Multiple sclerosis (MS) is a chronic disease of the central nervous system characterized by inflammation and demyelination.1 It is estimated that MS is diagnosed in more than 10,000 patients every year in the United States alone.2 MS can lead to a wide range of neurologic symptoms including fatigue, headaches, decreased cognition, optic nerve dysfunction, diplopia, decreased balance, extremity weakness, and bladder and bowel dysfunction.
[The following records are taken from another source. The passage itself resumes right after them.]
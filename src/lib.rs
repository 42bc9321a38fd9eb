//! Serial Sharer Library
//!
//! Lets several upstream controllers share one downstream serial device that
//! only understands a single conversation at a time. Each controller gets a
//! session; sessions take turns through an arbiter that grants exclusive use
//! of the shared link for one request/reply exchange.
//!
//! # Modules
//!
//! - `link`: Line-oriented serial link abstraction (real port and mock)
//! - `arbiter`: Holder slot and shared link ownership
//! - `session`: Per-controller forwarding state machine
//! - `supervisor`: Session startup, signal handling and shutdown
//! - `shutdown`: Cancellation flag shared by all workers
//! - `config`: Configuration management with TOML support
//! - `error`: Session and application errors
//! - `logging`: Tracing subscriber setup

pub mod arbiter;
pub mod config;
pub mod error;
pub mod link;
pub mod logging;
pub mod session;
pub mod shutdown;
pub mod supervisor;

// Re-export commonly used types for convenience
pub use arbiter::{Arbiter, ArbiterStats, ControllerId, SlotPermit};
pub use error::{SessionError, SharerError, SharerResult};
pub use link::{
    open_all, LineLink, LinkError, LinkHandle, LinkResult, LinkSettings, MockLink, ReadOutcome,
    SerialLink,
};
pub use session::{ClientSession, CycleOutcome, SessionReport, SessionSettings, SessionStats};
pub use shutdown::Shutdown;
pub use supervisor::{RunSummary, StopReason, Supervisor, SupervisorSettings};

// Re-export config types
pub use config::{Config, ConfigError, ConfigLoader, ConfigResult};
//! A small CLI that downloads every object under a bucket prefix using the
//! compose-optimized engine, for manual testing against a real bucket.

use anyhow::{Context as _, Result};
use clap::Parser;
use dataflux_download::{dataflux_download, ObjectRef, OptimizationParams};

/// Download objects from Google Cloud Storage, composing small ones together
/// to cut down on per-object request overhead.
#[derive(Debug, Parser)]
struct Opt {
    /// The Google Cloud project to authenticate against.
    #[clap(long)]
    project: String,

    /// The bucket to download from.
    #[clap(long)]
    bucket: String,

    /// Soft cap, in bytes, on a composed group's total size.
    #[clap(long, default_value = "32000000")]
    max_composite_object_size: u64,

    /// Object names to download, each followed by its known size in bytes,
    /// given as `name:size` (normally this list comes from a prior listing
    /// call, which is outside this crate's scope).
    #[clap(required = true)]
    objects: Vec<String>,
}

#[tokio::main]
async fn main() -> Result<()> {
    tracing_subscriber::fmt::init();
    rustls::crypto::aws_lc_rs::default_provider()
        .install_default()
        .expect("no other rustls crypto provider installed yet");
    let opt = Opt::parse();

    let inputs = opt
        .objects
        .iter()
        .map(|spec| parse_object_spec(spec))
        .collect::<Result<Vec<_>>>()?;

    let results = dataflux_download(
        &opt.project,
        &opt.bucket,
        inputs,
        None,
        OptimizationParams::new(opt.max_composite_object_size),
    )
    .await?;

    for bytes in &results {
        println!("downloaded {} bytes", bytes.len());
    }

    Ok(())
}

fn parse_object_spec(spec: &str) -> Result<ObjectRef> {
    let (name, size) = spec
        .rsplit_once(':')
        .with_context(|| format!("expected `name:size`, got {:?}", spec))?;
    let size: u64 = size
        .parse()
        .with_context(|| format!("invalid size in {:?}", spec))?;
    Ok(ObjectRef::new(name, size))
}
The etiology of MS is unknown, although most point to an autoimmune basis at present.3 Many patients with MS receive disease-modifying drugs to prevent relapse and slow disease progression.

Chronic cerebrospinal venous insufficiency (CCSVI) is a recent theory put forth to explain the pathogenesis of MS and its associated symptoms.4 The early work of Charcot and Putnam laid the groundwork for this theory by suggesting the possibility that a relationship existed between the venous drainage from the central nervous system and the lesions associated with MS.5,6 The CCSVI theory states that extracranial venous outflow obstruction (Figure 1A) can lead to venous hypertension and dilatation, which can result in chronic venous reflux,7 prolonged circulatory transit time,8 lower net flow of cerebrospinal fluid,9 and blood brain barrier disruption.10 The latter can potentially cause an infiltration of immune cells (which can cause an autoimmune reaction) and/or red blood cells (which can cause perivenous iron deposition and inflammation) into the central nervous system, both of which may contribute to the development or progression of MS.11

Zamboni et al have described success with treating this condition with angioplasty of the internal jugular (IJ) (Figure 1B) and azygous veins.12 Given the significant motivation on the part of patients suffering from MS to actively seek out treatment options that may address both symptoms and the underlying etiology of this condition, it is not surprising that so much attention has been paid to CCSVI. The purpose of this article is to review the data that are currently available regarding CCSVI and the potential role it may play in the care of patients with MS.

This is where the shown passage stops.